Parents are understandably concerned about the well-being of their child in school and may value a doctor’s words over a teacher’s. However, teachers also have their concerns from the educational standpoint, says Jeyaram.

“When the parents saw this difficulty, they finally understood where I was coming from.”

While it can take time before parents realize that the school has their child’s well-being at heart, Jeyaram believes that it is his duty to break the barrier of mistrust. “I have to let parents see that I am here for their child,” he says.

“We spoke to his parents and told them that he would have to take all subjects including Food & Consumer Education, and Design & Technology.” And the teachers would support him.

Fighting Assumptions about Disability

To be truly inclusive, Jeyaram feels it does not matter whether a student is visually impaired – he should still receive the same education as his peers.

“If we are talking about being in a mainstream education setting, I feel that every child has to get what every other child is getting, be it academic or non-academic,” he says. One should not think of exempting a student with special needs because of assumptions of what he can or cannot do.

Effort was made to accommodate the student’s needs in subjects like Food and Consumer Education where he needed modified cooking utensils and cutlery. The teacher would also make video-recordings of live-cooking demonstrations in the classroom so that the student could watch it at home and understand the steps and recipes at his own pace.

To reassure his parents, his mother was also allowed to accompany him in other activities such as learning journeys where they go on out-of-school trips.

Teaching Students Inclusivity

“If we segregate these children with special needs in schools according to their disabilities, students from mainstream schools will never understand those with special needs.”

Jeyaram, St.

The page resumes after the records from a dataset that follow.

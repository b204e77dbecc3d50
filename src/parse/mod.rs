//! Line parser: one raw server line in, one [`Record`] out.
//!
//! The line is split on single spaces. Prefix-less `PING` and `ERROR` lines
//! are verb messages whatever follows them. Otherwise, if the second token is
//! numeric the line is a numeric reply, else a verb message; exactly one of
//! the two paths applies. Lines matching neither grammar come back as a
//! [`ParseError`], which callers treat as noise.
//!
//! Parsing is pure: no shared state, no blocking, and the same input with
//! the same receipt time always yields the same record.

mod numeric;
mod token;
mod verb;

use chrono::{DateTime, Utc};

use crate::error::ParseError;
use crate::record::{Record, Verb};

/// Parse a server line, stamping it with the current time.
///
/// ```
/// use slirc_client::{parse_line, Code};
///
/// let record = parse_line(":irc.example.net 001 nick :Welcome").unwrap();
/// assert_eq!(record.code, Code::Reply(1));
/// assert_eq!(record.code_name(), "RPL_WELCOME");
/// assert_eq!(record.message, "Welcome");
/// ```
pub fn parse_line(line: &str) -> Result<Record, ParseError> {
    parse_line_at(line, Utc::now())
}

/// Parse a server line with an explicit receipt time.
pub fn parse_line_at(line: &str, received_at: DateTime<Utc>) -> Result<Record, ParseError> {
    let line = line.trim_end_matches(['\r', '\n']);
    if line.is_empty() {
        return Err(ParseError::Empty);
    }

    let tokens: Vec<&str> = line.split(' ').collect();
    if tokens.len() < 2 {
        return Err(ParseError::TooFewTokens { got: tokens.len() });
    }

    if Verb::from_server(tokens[0]).is_some() {
        return verb::parse(&tokens, received_at);
    }
    match token::reply_code(tokens[1]) {
        Some(code) => Ok(numeric::parse(&tokens, code, received_at)),
        None => verb::parse(&tokens, received_at),
    }
}

/// Remove exactly one leading `:`.
pub(crate) fn strip_sentinel(s: &str) -> &str {
    s.strip_prefix(':').unwrap_or(s)
}

/// Tokens from `start` on, rejoined and sentinel-stripped.
fn trailing(tokens: &[&str], start: usize) -> String {
    match tokens.get(start..) {
        Some(rest) => strip_sentinel(&rest.join(" ")).to_string(),
        None => String::new(),
    }
}

#[cfg(test)]
mod tests {
    use super::*;
    use crate::record::{Code, Payload, Verb};
    use crate::response::Response;

    fn at() -> DateTime<Utc> {
        DateTime::<Utc>::from_timestamp(1_700_000_000, 0).unwrap()
    }

    fn parse(line: &str) -> Record {
        parse_line_at(line, at()).expect("line should parse")
    }

    #[test]
    fn test_welcome() {
        let record = parse(":irc.example.net 001 nick :Welcome");
        assert_eq!(record.code, Code::Reply(1));
        assert_eq!(record.code_name(), "RPL_WELCOME");
        assert_eq!(record.server.as_deref(), Some("irc.example.net"));
        assert_eq!(record.nick.as_deref(), Some("nick"));
        assert_eq!(record.message, "Welcome");
        assert_eq!(record.room, None);
        assert_eq!(record.received_at, at());
    }

    #[test]
    fn test_only_one_sentinel_is_stripped() {
        let record = parse(":srv 001 nick ::-) hello");
        assert_eq!(record.message, ":-) hello");
    }

    #[test]
    fn test_motd_line_skips_marker() {
        let record = parse(":srv 372 nick :- Be excellent to each other");
        assert_eq!(record.code, Response::RPL_MOTD.into());
        assert_eq!(record.message, "Be excellent to each other");

        let record = parse(":srv 372 nick :no marker here");
        assert_eq!(record.message, "no marker here");
    }

    #[test]
    fn test_topic_reply() {
        let record = parse(":srv 332 nick #dev :Rust all the things");
        assert_eq!(record.room.as_deref(), Some("#dev"));
        assert_eq!(record.message, "Rust all the things");
    }

    #[test]
    fn test_names_reply() {
        let record = parse(":srv 353 nick = #dev :@alice +bob carol");
        assert_eq!(record.room.as_deref(), Some("#dev"));
        assert_eq!(record.message, "alice,bob,carol");
        assert_eq!(
            record.payload,
            Payload::Members(vec!["alice".into(), "bob".into(), "carol".into()])
        );
    }

    #[test]
    fn test_list_entry() {
        let record = parse(":srv 322 nick #rust 42 :The Rust language");
        assert_eq!(record.room.as_deref(), Some("#rust"));
        assert_eq!(record.payload, Payload::ListEntry { users: 42 });
        assert_eq!(record.message, "The Rust language");
    }

    #[test]
    fn test_list_entry_with_bad_count_falls_back() {
        let record = parse(":srv 322 nick #rust many :topic");
        assert_eq!(record.room, None);
        assert_eq!(record.payload, Payload::None);
        assert_eq!(record.message, "#rust many :topic");
    }

    #[test]
    fn test_forward() {
        let record = parse(":srv 470 nick #linux ##linux :Forwarding to another channel");
        assert_eq!(record.room.as_deref(), Some("#linux"));
        assert_eq!(record.payload, Payload::Forward { to: "##linux".into() });
        assert_eq!(record.message, "Forwarding to another channel");
    }

    #[test]
    fn test_unknown_numeric_keeps_raw_code() {
        let record = parse(":srv 999 nick some #thing :odd");
        assert_eq!(record.code, Code::Reply(999));
        assert_eq!(record.code_name(), "RPL_UNKNOWN");
        assert_eq!(record.message, "some #thing :odd");
        assert_eq!(record.payload, Payload::None);
    }

    #[test]
    fn test_short_numeric_line() {
        let record = parse(":srv 001");
        assert_eq!(record.nick, None);
        assert_eq!(record.message, "");
    }

    #[test]
    fn test_join() {
        let record = parse("nick!user@host JOIN #dev");
        assert_eq!(record.code, Code::Verb(Verb::Join));
        assert_eq!(record.code_name(), "ROOMJOIN");
        assert_eq!(record.nick.as_deref(), Some("nick"));
        assert_eq!(record.room.as_deref(), Some("#dev"));
        assert_eq!(record.server, None);
    }

    #[test]
    fn test_part_quit_privmsg() {
        let record = parse(":bob!b@h part #dev :see you");
        assert_eq!(record.code, Code::Verb(Verb::Part));
        assert_eq!(record.room.as_deref(), Some("#dev"));
        assert_eq!(record.message, "see you");

        let record = parse(":bob!b@h QUIT :Ping timeout: 240 seconds");
        assert_eq!(record.code, Code::Verb(Verb::Quit));
        assert_eq!(record.room, None);
        assert_eq!(record.message, "Ping timeout: 240 seconds");

        let record = parse(":bob!b@h PRIVMSG #dev :hi there");
        assert_eq!(record.code, Code::Verb(Verb::Privmsg));
        assert_eq!(record.room.as_deref(), Some("#dev"));
        assert_eq!(record.message, "hi there");
    }

    #[test]
    fn test_server_ping_and_error() {
        let record = parse("PING :irc.example.net");
        assert_eq!(record.code, Code::Verb(Verb::Ping));
        assert_eq!(record.message, "irc.example.net");

        let record = parse("ERROR :Closing Link: nick (Quit)");
        assert_eq!(record.code, Code::Verb(Verb::Error));
        assert_eq!(record.message, "Closing Link: nick (Quit)");
    }

    #[test]
    fn test_numeric_ping_token_is_still_ping() {
        let record = parse("PING 12345");
        assert_eq!(record.code, Code::Verb(Verb::Ping));
        assert_eq!(record.message, "12345");
        assert_eq!(record.server, None);

        let record = parse("ERROR 404");
        assert_eq!(record.code, Code::Verb(Verb::Error));
    }

    #[test]
    fn test_not_parseable() {
        assert_eq!(parse_line_at("", at()), Err(ParseError::Empty));
        assert_eq!(parse_line_at("\r\n", at()), Err(ParseError::Empty));
        assert_eq!(
            parse_line_at("garbage\n", at()),
            Err(ParseError::TooFewTokens { got: 1 })
        );
        assert_eq!(
            parse_line_at(":bob!b@h NOTICE #dev :hi", at()),
            Err(ParseError::UnknownVerb("NOTICE".into()))
        );
        assert_eq!(
            parse_line_at(":bob!b@h JOIN", at()),
            Err(ParseError::MissingTarget { verb: Verb::Join })
        );
    }
}
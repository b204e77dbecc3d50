//! The session's connection: dialling, keepalive and line framing.
//!
//! A [`Connection`] owns the stream exclusively. Once the session opens it
//! is split so that the receiver owns the read half and the writers share
//! the write half.

mod codec;

use std::io;
use std::time::Duration;

use futures_util::{SinkExt, StreamExt};
use tokio::io::{AsyncRead, AsyncWrite, ReadHalf, WriteHalf};
use tokio::net::TcpStream;
use tokio_util::codec::{FramedRead, FramedWrite};
use tracing::{debug, warn};

pub use self::codec::{single_line, LineCodec};

use crate::command::Command;
use crate::config::ClientConfig;
use crate::error::{ClientError, ProtocolError};

/// Longest accepted inbound line, terminator included.
pub const MAX_LINE_LEN: usize = 8191;

/// Framed read half, owned by the receiver.
pub type LineReader<S> = FramedRead<ReadHalf<S>, LineCodec>;
/// Framed write half, shared by the command sender and heartbeat.
pub type LineWriter<S> = FramedWrite<WriteHalf<S>, LineCodec>;

/// Dial the configured server within the configured timeout.
pub async fn dial(config: &ClientConfig) -> Result<TcpStream, ClientError> {
    let addr = config.address();
    debug!(%addr, timeout = ?config.dial_timeout, "dialling");

    let stream = match tokio::time::timeout(config.dial_timeout, TcpStream::connect(&addr)).await {
        Ok(Ok(stream)) => stream,
        Ok(Err(source)) => return Err(ClientError::Dial { addr, source }),
        Err(_) => {
            return Err(ClientError::DialTimeout {
                addr,
                after: config.dial_timeout,
            })
        }
    };

    if let Err(e) = enable_keepalive(&stream) {
        warn!("failed to enable TCP keepalive: {}", e);
    }
    Ok(stream)
}

fn enable_keepalive(stream: &TcpStream) -> io::Result<()> {
    use socket2::{SockRef, TcpKeepalive};

    let sock = SockRef::from(stream);
    let keepalive = TcpKeepalive::new()
        .with_time(Duration::from_secs(120))
        .with_interval(Duration::from_secs(30));

    sock.set_tcp_keepalive(&keepalive)
}

/// A line-framed duplex stream.
pub struct Connection<S> {
    reader: LineReader<S>,
    writer: LineWriter<S>,
}

impl<S> Connection<S>
where
    S: AsyncRead + AsyncWrite,
{
    /// Wrap `stream` with the default codec.
    pub fn new(stream: S) -> Self {
        let (read, write) = tokio::io::split(stream);
        Self {
            reader: FramedRead::new(read, LineCodec::new()),
            writer: FramedWrite::new(write, LineCodec::new()),
        }
    }

    /// Read the next line. `None` means the peer closed the stream.
    pub async fn read_line(&mut self) -> Option<Result<String, ProtocolError>> {
        self.reader.next().await
    }

    /// Write and flush one command.
    pub async fn write_command(&mut self, command: Command) -> Result<(), ProtocolError> {
        self.writer.send(command).await
    }

    /// Write several commands, flushing once at the end.
    pub async fn write_all(&mut self, commands: Vec<Command>) -> Result<(), ProtocolError> {
        for command in commands {
            self.writer.feed(command).await?;
        }
        SinkExt::<Command>::flush(&mut self.writer).await
    }

    /// Shut the write half down.
    pub async fn close(&mut self) -> Result<(), ProtocolError> {
        SinkExt::<Command>::close(&mut self.writer).await
    }

    /// Hand the halves to the pipeline.
    pub fn into_split(self) -> (LineReader<S>, LineWriter<S>) {
        (self.reader, self.writer)
    }
}
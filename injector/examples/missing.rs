use fibre_injector::{injectable, resolve, Container, Error, Instance, Module};
use std::panic;

fn main() {
  let module = Module::new()
    .factory("a", injectable!(|b: String| Instance::from_arc(b)))
    .factory("b", injectable!(|c: String| Instance::from_arc(c)));
  let container = Container::new(module).expect("module is valid");

  // --- Using the fallible `get()` method ---
  println!("Resolving \"a\", whose dependency chain ends in a missing \"c\"...");
  match container.get("a") {
    Err(error @ Error::MissingProvider { .. }) => println!("Got the expected error: {}", error),
    other => panic!("Should not have resolved: {:?}", other),
  }

  // --- Using the panicking `resolve!` macro ---
  println!("\nNow resolving with resolve!, which panics...");
  let result = panic::catch_unwind(panic::AssertUnwindSafe(|| {
    let _service = resolve!(container, String, "a");
  }));
  assert!(result.is_err(), "resolve! should have panicked.");
  println!("Successfully caught the expected panic from resolve!.");
}
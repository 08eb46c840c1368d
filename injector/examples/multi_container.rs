use fibre_injector::{injectable, Container, Instance, Module, Type};
use std::sync::atomic::{AtomicUsize, Ordering};

static NEXT_ID: AtomicUsize = AtomicUsize::new(1);

#[derive(Default)]
struct Request {
  id: usize,
}

struct Handler {
  request: std::sync::Arc<Request>,
  app_name: std::sync::Arc<String>,
}

fn main() {
  // The root container holds application-wide services.
  let module = Module::new()
    .value("app_name", "demo".to_string())
    .ty(
      "request",
      Type::new(|this: &mut Request, _| {
        this.id = NEXT_ID.fetch_add(1, Ordering::SeqCst);
        Ok(None)
      })
      .scope(["request"]),
    )
    .factory(
      "handler",
      injectable!(|request: Request, app_name: String| Instance::new(Handler { request, app_name }))
        .scope(["request"]),
    );
  let root = Container::new(module).expect("module is valid");

  // Every "request" child gets its own request-scoped instances,
  // while the application name is still shared with the root.
  for _ in 0..3 {
    let scope = root.create_child((), &["request"]).expect("scope matches");
    let handler = scope.resolve::<Handler>("handler").expect("handler resolves");
    println!(
      "[{}] handling request #{}",
      handler.app_name, handler.request.id
    );
    assert!(std::sync::Arc::ptr_eq(
      &handler.app_name,
      &root.resolve::<String>("app_name").expect("shared")
    ));
  }

  // A child can also shadow providers for a narrower context.
  let test_scope = root
    .child(Module::new().value("app_name", "demo-under-test".to_string()))
    .expect("module is valid");
  println!(
    "\nShadowed name in child: {}",
    test_scope.resolve::<String>("app_name").expect("resolves")
  );
}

Gabriel’s Secondary School

As Franklin Roosevelt once said: We are trying to construct a more inclusive society. We are going to make a country in which no one is left out.

To build an inclusive society, the best place to start is the classroom.

The teachers’ efforts to accommodate students with special needs are but one piece of the larger puzzle of promoting inclusiveness. Jeyaram observes that allowing a child with special needs to enrol in a mainstream school can benefit other students in the school, teaching them tolerance and acceptance.

When students ask him about their classmates’ conditions, he takes the opportunity to remind them of their duty to follow the philosophy of the pioneers of St Gabriel’s and extend help to the physically disadvantaged.

“If we segregate these children with special needs in schools according to their disabilities, students from mainstream schools will never understand those with special needs,” Jeyaram explains. “This is not the way to go if we want our youths to accept people with special needs.”

After parents give him the permission to work with their child, the next step for him is to inform the rest of the class that this student has a special condition. “We help to manage their perspectives of this student by setting the right tone from the beginning,” Jeyaram adds.

This has been his priority since the day he began supporting students with special needs. With teachers like him who are committed to inclusive education, the aim to become a more caring and tolerant society seems within reach.